Reduced balances

Incident Report for Alpaca

Postmortem

What happened

We were experiencing hardware failures in our underlying cloud infrastructure, which was mostly invisible due to planned redundancy in our architecture. However, the underlying job scheduler did not recover its internal state properly and when it recovered from the failure, it started to rerun one of the jobs that is originally scheduled before trading hours. This job is responsible for updating cash balances and equity data from the ledger system. Part of its processing, it resets these values to 0 in case of no records for a given trading day. Since the job was running unexpectedly during trading hours, it started to zero out accounts mistakenly.

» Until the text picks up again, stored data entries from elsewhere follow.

//! Media tracker - a REST backend for tracking movies, books, games, anime and TV
//!
//! # Architecture
//!
//! ```text
//! ┌─────────────────────────────────────────────────────────────┐
//! │                      API Layer (Axum)                        │
//! │  - Auth, media, entries, sync                               │
//! │  - Collections, share links, guest endpoints                │
//! └─────────────────────────────────────────────────────────────┘
//!                              │
//! ┌─────────────────────────────────────────────────────────────┐
//! │                     Service Layer                            │
//! │  - Ownership checks                                         │
//! │  - Sync reconciler, share tokens                            │
//! └─────────────────────────────────────────────────────────────┘
//!                              │
//! ┌─────────────────────────────────────────────────────────────┐
//! │                      Data Layer                              │
//! │  - SQLite (sqlx)                                            │
//! │  - Token cache liveness check                               │
//! └─────────────────────────────────────────────────────────────┘
//! ```
//!
//! # Modules
//!
//! - `api`: HTTP handlers
//! - `service`: Business logic layer
//! - `data`: Database and cache layer
//! - `auth`: Session tokens and the current-user extractor
//! - `config`: Configuration management
//! - `error`: Error types
//! - `metrics`: Prometheus instruments

pub mod api;
pub mod auth;
pub mod config;
pub mod data;
pub mod error;
pub mod metrics;
pub mod service;

use std::sync::Arc;

use service::{
    AccountService, CatalogResolver, CollectionService, EntryService, GuestService, MediaCatalog,
    ShareService, SyncReconciler,
};

/// Application state shared across all handlers
///
/// This struct is cloned for each request and contains
/// shared resources like the database pool and cache handle.
#[derive(Clone)]
pub struct AppState {
    /// Application configuration
    pub config: Arc<config::AppConfig>,

    /// Database connection pool
    pub db: Arc<data::Database>,

    /// Token cache, present when `cache.url` is configured
    pub token_cache: Option<Arc<data::TokenCache>>,
}

impl AppState {
    /// Initialize application state
    ///
    /// # Steps
    /// 1. Connect to SQLite database (runs migrations)
    /// 2. Check the token cache, if configured
    ///
    /// # Errors
    /// Returns error if any initialization step fails
    pub async fn new(config: config::AppConfig) -> Result<Self, error::AppError> {
        tracing::info!("Initializing application state...");

        // 1. Connect to SQLite database
        let db = data::Database::connect(&config.database.path).await?;
        tracing::info!("Database connected");

        // 2. Check token cache
        let token_cache = match &config.cache.url {
            Some(url) => Some(Arc::new(data::TokenCache::connect(url).await?)),
            None => {
                tracing::info!("No token cache configured");
                None
            }
        };

        tracing::info!("Application state initialized successfully");

        Ok(Self {
            config: Arc::new(config),
            db: Arc::new(db),
            token_cache,
        })
    }

    pub fn accounts(&self) -> AccountService {
        AccountService::new(self.db.clone())
    }

    pub fn catalog(&self) -> MediaCatalog {
        MediaCatalog::new(self.db.clone())
    }

    pub fn entries(&self) -> EntryService {
        EntryService::new(self.db.clone())
    }

    pub fn collections(&self) -> CollectionService {
        CollectionService::new(self.db.clone())
    }

    pub fn shares(&self) -> ShareService {
        ShareService::new(self.db.clone(), self.config.share.enforce_expiry)
    }

    pub fn guests(&self) -> GuestService {
        GuestService::new(self.entries(), self.shares())
    }

    /// Reconciler using the configured media match policy
    pub fn reconciler(&self) -> SyncReconciler<CatalogResolver, EntryService> {
        SyncReconciler::new(
            CatalogResolver::new(self.catalog(), self.config.sync.media_match),
            self.entries(),
        )
    }
}

/// Build the Axum router with all routes.
///
/// This is shared by the binary and integration tests to keep route
/// composition consistent across environments.
pub fn build_router(state: AppState) -> axum::Router {
    use axum::Router;
    use tower_http::{compression::CompressionLayer, trace::TraceLayer};

    let cors_layer = build_cors_layer(&state.config.server);

    Router::new()
        .route("/health", axum::routing::get(health_check))
        .nest("/api", api::api_router())
        .merge(api::share_link_router())
        .layer(CompressionLayer::new())
        .layer(TraceLayer::new_for_http())
        .layer(cors_layer)
        .with_state(state)
        .merge(api::metrics_router())
}

fn build_cors_layer(server: &config::ServerConfig) -> tower_http::cors::CorsLayer {
    use axum::http::HeaderValue;
    use tower_http::cors::{Any, CorsLayer};

    if !server.protocol.eq_ignore_ascii_case("https") {
        return CorsLayer::permissive();
    }

    let allowed_origin = server.base_url();
    match HeaderValue::from_str(&allowed_origin) {
        Ok(origin) => CorsLayer::new()
            .allow_origin([origin])
            .allow_methods(Any)
            .allow_headers(Any),
        Err(error) => {
            tracing::error!(
                %error,
                origin = %allowed_origin,
                "Failed to parse CORS origin from server base URL; denying cross-origin requests"
            );
            CorsLayer::new().allow_methods(Any).allow_headers(Any)
        }
    }
}

async fn health_check() -> &'static str {
    "OK"
}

We detected the discrepancy within a couple of minutes and interrupted the unexpected process, and started to recover the proper account data from the ledger system.

Remediation

Although these failures are unlikely to happen again, we are evaluating several options to make our services more resilient from such failures:

Upcoming versions of Kubernetes (base infrastructure component in our system) will come with an improved support of job status tracking (to prevent such failure scenarios)
We are evaluating a more robust workflow engine
We are evaluating to introduce further failure prevention logic to avoid running such jobs during trading hours

We sincerely apologise for the inconvenience this issue may caused to you and we remain committed to continuously improve our services.

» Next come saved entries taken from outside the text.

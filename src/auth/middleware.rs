//! Authentication extractor
//!
//! Resolves the caller's [`UserContext`] from a session token.

use axum::{
    async_trait,
    extract::{FromRef, FromRequestParts},
    http::{HeaderMap, header::AUTHORIZATION, request::Parts},
};
use axum_extra::extract::CookieJar;

use super::session::{SESSION_COOKIE, Session, verify_session_token};
use crate::AppState;
use crate::error::AppError;
use crate::service::UserContext;

fn extract_token_from_headers(headers: &HeaderMap) -> Option<String> {
    headers
        .get(AUTHORIZATION)
        .and_then(|h| h.to_str().ok())
        .and_then(|h| h.strip_prefix("Bearer "))
        .map(ToOwned::to_owned)
        .or_else(|| {
            let jar = CookieJar::from_headers(headers);
            jar.get(SESSION_COOKIE).map(|cookie| cookie.value().to_owned())
        })
}

/// Extractor for current authenticated user
///
/// Accepts `Authorization: Bearer <token>` or the `session` cookie.
///
/// # Usage
/// ```ignore
/// async fn handler(CurrentUser(ctx): CurrentUser) -> impl IntoResponse {
///     format!("Hello, {}", ctx.user_id)
/// }
/// ```
#[derive(Debug, Clone)]
pub struct CurrentUser(pub UserContext);

#[async_trait]
impl<S> FromRequestParts<S> for CurrentUser
where
    AppState: FromRef<S>,
    S: Send + Sync,
{
    type Rejection = AppError;

    async fn from_request_parts(parts: &mut Parts, state: &S) -> Result<Self, Self::Rejection> {
        if let Some(session) = parts.extensions.get::<Session>() {
            return Ok(CurrentUser(UserContext::new(session.user_id.clone())));
        }

        let state = AppState::from_ref(state);
        let token = extract_token_from_headers(&parts.headers).ok_or(AppError::Unauthorized)?;
        let session = verify_session_token(&token, &state.config.auth.session_secret)?;
        let ctx = UserContext::new(session.user_id.clone());
        parts.extensions.insert(session);

        Ok(CurrentUser(ctx))
    }
}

Posted Aug 22, 2022 - 15:56 EDT

Resolved

This incident has been resolved.

Posted Aug 19, 2022 - 16:14 EDT

Monitoring

We have identified the cause of the issue and have implemented a fix. We are monitoring for any lingering issues.

Posted Aug 19, 2022 - 15:38 EDT

Update

We are continuing to investigate this issue. We don't currently have a timeline for when this will be resolved.

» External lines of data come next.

//! Prometheus metrics endpoint
//!
//! Serves the sync, share and error counters in Prometheus text format.

use axum::{
    Router,
    http::{StatusCode, header},
    response::{IntoResponse, Response},
    routing::get,
};
use prometheus::{Encoder, TextEncoder};

use crate::metrics::REGISTRY;

/// GET /metrics
async fn metrics_handler() -> Response {
    let encoder = TextEncoder::new();
    let metric_families = REGISTRY.gather();

    match encoder.encode_to_string(&metric_families) {
        Ok(metrics_text) => (
            StatusCode::OK,
            [(header::CONTENT_TYPE, encoder.format_type())],
            metrics_text,
        )
            .into_response(),
        Err(error) => {
            tracing::error!(%error, "Failed to encode metrics");
            (StatusCode::INTERNAL_SERVER_ERROR, "Failed to encode metrics").into_response()
        }
    }
}

/// Router exposing `/metrics`, mergeable into any state
pub fn metrics_router<S>() -> Router<S>
where
    S: Clone + Send + Sync + 'static,
{
    Router::new().route("/metrics", get(metrics_handler))
}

Posted Aug 19, 2022 - 15:27 EDT

Investigating

We are currently investigating an issue which has reduced account equity balances for Trading and Broker API accounts. It doesn't seem to be currently affecting Broker Sandbox. We are looking into it and working to resolve it as soon as possible.

Posted Aug 19, 2022 - 15:20 EDT

This incident affected: Live Trading API (Account API, Orders API).